When standing in a remote valley surrounded by densely forested mountains, while looking up to the ruins of the Temple of Antas, to mind come the words spoken by William Faulkner ‘s personage Gavin Stevens:“The past is never dead; it’s not even past”. Here, the father of the Sardinians (Sardus Pater) was worshiped more than 3000 years ago. The oldest written records of this prehistoric cult are by Timaeus Tauromenium (fourth century BC) also found in remnants of the Histories of Sallust (86 – 35 BC) who wrote: “Sardus, son of Hercules (the Punic divinity Melqart), together with a large multitude of men, coming from Libya in North Africa, occupied the island known as Ichnusa and gave it his name Sardinia”.
The Greek geographer Pausanias (second century AD), mentions among the gifts consecrated to Apollo in the famous temple of Delphi, a bronze statue of Sardus Pater, placed at the white marble Omphalos that was regarded as the navel of the earth. He wrote: “a statue that had been sent by the barbarians who live on the island in the west, probably the Sardinians and not the later Carthaginians; the same Sardinians that had not driven out the natives but took them rather by strength than by goodwill and neither they nor the natives knew building cities, but lived in scattered huts and caves”.

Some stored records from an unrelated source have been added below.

use std::net::SocketAddr;
use std::sync::Arc;

use tokio::net::TcpListener;
use tokio_postgres::{Client, Config, NoTls, SimpleQueryMessage, SimpleQueryRow};
use ulid::Ulid;

use innkeep::tenant::TenantManager;
use innkeep::wire;

const PASSWORD: &str = "innkeep-test";

// ── Test infrastructure ──────────────────────────────────────

async fn start_test_server() -> SocketAddr {
    let listener = TcpListener::bind("127.0.0.1:0").await.unwrap();
    let addr = listener.local_addr().unwrap();

    let dir = std::env::temp_dir().join(format!("innkeep_int_test_{}", Ulid::new()));
    std::fs::create_dir_all(&dir).unwrap();
    let tm = Arc::new(TenantManager::new(dir, 1000));

    tokio::spawn(async move {
        loop {
            let (socket, _) = match listener.accept().await {
                Ok(conn) => conn,
                Err(_) => break,
            };
            let tm = tm.clone();
            tokio::spawn(async move {
                let _ = wire::process_connection(socket, tm, PASSWORD.to_string(), None).await;
            });
        }
    });

    addr
}

async fn connect_as(addr: SocketAddr, dbname: &str, password: &str) -> Result<Client, tokio_postgres::Error> {
    let mut config = Config::new();
    config
        .host(addr.ip().to_string())
        .port(addr.port())
        .dbname(dbname)
        .user("frontdesk")
        .password(password);

    let (client, connection) = config.connect(NoTls).await?;
    tokio::spawn(async move {
        let _ = connection.await;
    });
    Ok(client)
}

async fn connect(addr: SocketAddr) -> Client {
    connect_as(addr, "test", PASSWORD).await.unwrap()
}

async fn rows(client: &Client, sql: &str) -> Vec<SimpleQueryRow> {
    client
        .simple_query(sql)
        .await
        .unwrap()
        .into_iter()
        .filter_map(|m| match m {
            SimpleQueryMessage::Row(row) => Some(row),
            _ => None,
        })
        .collect()
}

/// Room type with 2 units: 100.00 every night of January 2024,
/// 150.00 on Wednesdays and Thursdays at higher priority.
async fn seed(client: &Client) -> Ulid {
    let rt = Ulid::new();
    client
        .batch_execute(&format!(
            "INSERT INTO room_types (id, name, units) VALUES ('{rt}', 'Garden Double', 2)"
        ))
        .await
        .unwrap();
    client
        .batch_execute(&format!(
            "INSERT INTO rate_plans (id, room_type_id, start_date, end_date, dow_mask, closed, priority, base_rate) \
             VALUES ('{}', '{rt}', '2024-01-01', '2024-02-01', 127, false, 1, 10000)",
            Ulid::new()
        ))
        .await
        .unwrap();
    client
        .batch_execute(&format!(
            "INSERT INTO rate_plans (id, room_type_id, start_date, end_date, dow_mask, closed, priority, base_rate) \
             VALUES ('{}', '{rt}', '2024-01-01', '2024-02-01', 12, false, 5, 15000)",
            Ulid::new()
        ))
        .await
        .unwrap();
    rt
}

// ── Tests ────────────────────────────────────────────────────

#[tokio::test]
async fn quote_sums_nights() {
    let addr = start_test_server().await;
    let client = connect(addr).await;
    let rt = seed(&client).await;

    // Wed 3rd .. Sat 6th: 150 + 150 + 100 + 100
    let result = rows(
        &client,
        &format!(
            "SELECT * FROM quote WHERE room_type_id = '{rt}' AND check_in = '2024-01-03' AND check_out = '2024-01-07'"
        ),
    )
    .await;
    assert_eq!(result.len(), 1);
    let row = &result[0];
    assert_eq!(row.get("nights"), Some("4"));
    assert_eq!(row.get("total"), Some("50000"));

    let breakdown: serde_json::Value = serde_json::from_str(row.get("breakdown").unwrap()).unwrap();
    let nights = breakdown.as_array().unwrap();
    assert_eq!(nights.len(), 4);
    assert_eq!(nights[0]["night"], "2024-01-03");
    assert_eq!(nights[0]["base_rate"], 15000);
    assert_eq!(nights[3]["night"], "2024-01-06");
    assert_eq!(nights[3]["total_rate"], 10000);
}

#[tokio::test]
async fn unpriced_night_fails_quote_but_shows_in_nightly_rates() {
    let addr = start_test_server().await;
    let client = connect(addr).await;
    let rt = seed(&client).await;

    // The 31st is priced, February is not.
    let err = client
        .simple_query(&format!(
            "SELECT * FROM quote WHERE room_type_id = '{rt}' AND check_in = '2024-01-31' AND check_out = '2024-02-02'"
        ))
        .await
        .unwrap_err();
    assert!(err.as_db_error().unwrap().message().contains("2024-02-01"));

    let nights = rows(
        &client,
        &format!(
            "SELECT * FROM nightly_rates WHERE room_type_id = '{rt}' AND check_in = '2024-01-31' AND check_out = '2024-02-02'"
        ),
    )
    .await;
    assert_eq!(nights.len(), 2);
    assert_eq!(nights[0].get("total_rate"), Some("15000"));
    assert_eq!(nights[1].get("night"), Some("2024-02-01"));
    assert_eq!(nights[1].get("rate_plan_id"), None);
}

#[tokio::test]
async fn bookings_consume_units_until_sold_out() {
    let addr = start_test_server().await;
    let client = connect(addr).await;
    let rt = seed(&client).await;

    for guest in ["Curie", "Noether"] {
        client
            .batch_execute(&format!(
                "INSERT INTO bookings (id, room_type_id, check_in, check_out, label) \
                 VALUES ('{}', '{rt}', '2024-01-10', '2024-01-12', '{guest}')",
                Ulid::new()
            ))
            .await
            .unwrap();
    }

    let availability = rows(
        &client,
        &format!(
            "SELECT * FROM availability WHERE room_type_id = '{rt}' AND check_in = '2024-01-09' AND check_out = '2024-01-12'"
        ),
    )
    .await;
    let available: Vec<_> = availability.iter().map(|r| r.get("available").unwrap().to_string()).collect();
    assert_eq!(available, vec!["2", "0", "0"]);

    let err = client
        .batch_execute(&format!(
            "INSERT INTO bookings (id, room_type_id, check_in, check_out) VALUES ('{}', '{rt}', '2024-01-11', '2024-01-13')",
            Ulid::new()
        ))
        .await
        .unwrap_err();
    assert!(err.as_db_error().unwrap().message().contains("sold out"));

    let bookings = rows(&client, &format!("SELECT * FROM bookings WHERE room_type_id = '{rt}'")).await;
    assert_eq!(bookings.len(), 2);
    // Wed 10th at 150 + Thu 11th at 150
    assert!(bookings.iter().all(|b| b.get("total") == Some("30000")));
}

#[tokio::test]
async fn hold_then_release_frees_unit() {
    let addr = start_test_server().await;
    let client = connect(addr).await;
    let rt = seed(&client).await;

    let hold = Ulid::new();
    let expires_at = i64::MAX / 2;
    client
        .batch_execute(&format!(
            "INSERT INTO holds (id, room_type_id, check_in, check_out, expires_at) \
             VALUES ('{hold}', '{rt}', '2024-01-20', '2024-01-21', {expires_at})"
        ))
        .await
        .unwrap();
    let holds = rows(&client, &format!("SELECT * FROM holds WHERE room_type_id = '{rt}'")).await;
    assert_eq!(holds.len(), 1);
    assert_eq!(holds[0].get("id"), Some(hold.to_string().as_str()));

    client
        .batch_execute(&format!("DELETE FROM holds WHERE id = '{hold}'"))
        .await
        .unwrap();
    assert!(rows(&client, &format!("SELECT * FROM holds WHERE room_type_id = '{rt}'")).await.is_empty());
}

#[tokio::test]
async fn closed_plan_stops_sale() {
    let addr = start_test_server().await;
    let client = connect(addr).await;
    let rt = seed(&client).await;

    client
        .batch_execute(&format!(
            "INSERT INTO rate_plans VALUES ('{}', '{rt}', '2024-01-15', '2024-01-16', 127, true, 99, 0)",
            Ulid::new()
        ))
        .await
        .unwrap();

    // Closed plans are skipped, the open ones still price the night.
    let nights = rows(
        &client,
        &format!(
            "SELECT * FROM nightly_rates WHERE room_type_id = '{rt}' AND check_in = '2024-01-15' AND check_out = '2024-01-16'"
        ),
    )
    .await;
    assert_eq!(nights[0].get("base_rate"), Some("10000"));

    let plans = rows(&client, &format!("SELECT * FROM rate_plans WHERE room_type_id = '{rt}'")).await;
    assert_eq!(plans.len(), 3);
    assert!(plans.iter().any(|p| matches!(p.get("closed"), Some("t") | Some("true"))));
}

#[tokio::test]
async fn tenants_are_isolated_by_database() {
    let addr = start_test_server().await;
    let a = connect_as(addr, "hotel_a", PASSWORD).await.unwrap();
    let b = connect_as(addr, "hotel_b", PASSWORD).await.unwrap();

    seed(&a).await;
    assert_eq!(rows(&a, "SELECT * FROM room_types").await.len(), 1);
    assert!(rows(&b, "SELECT * FROM room_types").await.is_empty());
}

#[tokio::test]
async fn wrong_password_rejected() {
    let addr = start_test_server().await;
    assert!(connect_as(addr, "test", "not-the-password").await.is_err());
}

#[tokio::test]
async fn syntax_error_reported() {
    let addr = start_test_server().await;
    let client = connect(addr).await;
    let err = client.simple_query("SELECT * FROM lobby").await.unwrap_err();
    assert_eq!(err.as_db_error().unwrap().message(), "unknown table: lobby");
}

#[tokio::test]
async fn bound_parameters_are_inserted_verbatim() {
    let addr = start_test_server().await;
    let client = connect(addr).await;
    let rt = seed(&client).await;

    let booking_id = Ulid::new().to_string();
    let rt_text = rt.to_string();
    client
        .execute(
            "INSERT INTO bookings (id, room_type_id, check_in, check_out, label) VALUES ($1, $2, $3, $4, $5)",
            &[&booking_id, &rt_text, &"2024-01-08", &"2024-01-10", &"Room $1 promo, O'Brien"],
        )
        .await
        .unwrap();

    let bookings = rows(&client, &format!("SELECT * FROM bookings WHERE room_type_id = '{rt}'")).await;
    assert_eq!(bookings.len(), 1);
    assert_eq!(bookings[0].get("id"), Some(booking_id.as_str()));
    assert_eq!(bookings[0].get("label"), Some("Room $1 promo, O'Brien"));
}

During the following centuries, various scholars had been speculating on the cult of Sardus Pater but never found any evidence of its existence amongst the many ruins of Nuragic, Carthaginian or Roman sacred sites found on Sardinia. It took until 1838, when Alberto La Marmora in his wanderings through the island, intent on filling his “Voyage en Sardaigne”, came to a spot he described as follows: “A dark green forest of very picturesque oaks of which some were growing in the middle of the ruins of a temple, having accelerated its destruction. At first glance, one sees nothing but a mass of fragments of columns stacked with the remains of cornices and capitals, but examining these remnants with a little care, it is recognized that the base of the building is, so to speak, completely intact”.Excavations that started half a century ago revealed that the temple was erected by the Roman Emperor Caracalla (third century AD) on top of a Punic temple from the Carthaginians of the sixth century BC in honor of a divinity Sid’Addir Babay, the said son of Melkart, Sardus Pater, witnessed by an uncovered dedicated bronze plaque.

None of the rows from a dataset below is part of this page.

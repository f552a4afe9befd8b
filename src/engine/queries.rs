use chrono::NaiveDate;
use ulid::Ulid;

use crate::limits::*;
use crate::model::*;

use super::availability::availability;
use super::quote::{nightly_rates, quote_stay, Quote};
use super::rates::NightRate;
use super::validate::{now_ms, validate_stay};
use super::{Engine, EngineError};

impl Engine {
    /// Snapshot every rate plan of the room type overlapping the stay.
    /// One read lock per quote; nights are then resolved against the copy.
    async fn fetch_rate_plans(&self, room_type_id: Ulid, stay: &Stay) -> Result<Vec<RatePlanInterval>, EngineError> {
        let rt = self
            .get_room_type(&room_type_id)
            .ok_or(EngineError::NotFound(room_type_id))?;
        let guard = rt.read().await;
        Ok(guard.rate_plans_overlapping(stay).cloned().collect())
    }

    /// Price a whole stay; fails on the first night without a rate.
    pub async fn quote(
        &self,
        room_type_id: Ulid,
        check_in: NaiveDate,
        check_out: NaiveDate,
    ) -> Result<Quote, EngineError> {
        let stay = validate_stay(check_in, check_out, MAX_STAY_NIGHTS)?;
        let intervals = self.fetch_rate_plans(room_type_id, &stay).await?;
        let result = quote_stay(Some(room_type_id), &stay, &intervals);
        let outcome = if result.is_ok() { "priced" } else { "unpriced" };
        metrics::counter!(crate::observability::QUOTES_TOTAL, "outcome" => outcome).increment(1);
        Ok(result?)
    }

    /// Per-night resolution including nights with no rate.
    pub async fn nightly_rates(
        &self,
        room_type_id: Ulid,
        check_in: NaiveDate,
        check_out: NaiveDate,
    ) -> Result<Vec<(NaiveDate, NightRate)>, EngineError> {
        let stay = validate_stay(check_in, check_out, MAX_QUERY_NIGHTS)?;
        let intervals = self.fetch_rate_plans(room_type_id, &stay).await?;
        Ok(nightly_rates(Some(room_type_id), &stay, &intervals))
    }

    pub async fn availability(
        &self,
        room_type_id: Ulid,
        check_in: NaiveDate,
        check_out: NaiveDate,
    ) -> Result<Vec<NightAvailability>, EngineError> {
        let stay = validate_stay(check_in, check_out, MAX_QUERY_NIGHTS)?;
        let rt = self
            .get_room_type(&room_type_id)
            .ok_or(EngineError::NotFound(room_type_id))?;
        let guard = rt.read().await;
        Ok(availability(&guard, &stay, now_ms()))
    }

    pub async fn list_room_types(&self) -> Vec<RoomTypeInfo> {
        let shared: Vec<_> = self.state.iter().map(|e| e.value().clone()).collect();
        let mut infos = Vec::with_capacity(shared.len());
        for rt in shared {
            let guard = rt.read().await;
            infos.push(RoomTypeInfo {
                id: guard.id,
                name: guard.name.clone(),
                units: guard.units,
            });
        }
        infos.sort_by_key(|i| i.id);
        infos
    }

    pub async fn get_rate_plans(&self, room_type_id: Ulid) -> Vec<RatePlanInterval> {
        let Some(rt) = self.get_room_type(&room_type_id) else {
            return vec![];
        };
        let guard = rt.read().await;
        guard.rate_plans.clone()
    }

    pub async fn get_bookings(&self, room_type_id: Ulid) -> Vec<BookingInfo> {
        let Some(rt) = self.get_room_type(&room_type_id) else {
            return vec![];
        };
        let guard = rt.read().await;
        guard
            .allocations
            .iter()
            .filter_map(|a| match &a.kind {
                AllocationKind::Booking { label } => Some(BookingInfo {
                    id: a.id,
                    room_type_id,
                    stay: a.stay,
                    total: a.total,
                    label: label.clone(),
                }),
                _ => None,
            })
            .collect()
    }

    pub async fn get_holds(&self, room_type_id: Ulid) -> Vec<HoldInfo> {
        let Some(rt) = self.get_room_type(&room_type_id) else {
            return vec![];
        };
        let guard = rt.read().await;
        guard
            .allocations
            .iter()
            .filter_map(|a| match &a.kind {
                AllocationKind::Hold { expires_at } => Some(HoldInfo {
                    id: a.id,
                    room_type_id,
                    stay: a.stay,
                    total: a.total,
                    expires_at: *expires_at,
                }),
                _ => None,
            })
            .collect()
    }
}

Nowadays, the Roman temple has been reconstructed, but mind you, in the end all shall return to the beginning that was the cause for the remote location of the temple of Antas near the Roman Metalla (Fluminimaggiore) situated along the 60 km long Roman road between and far away from the ancient Punic-Roman cities of Sulci (Sant’Antioco) and Neapolis (north of Guspini); as initially it was a sacred Nuragic site, dedicated to the great god of water and vegetation, the victor over all evil, which still shall be there when all that is human has fallen to ruins and is covered by a dense forest of oak trees again.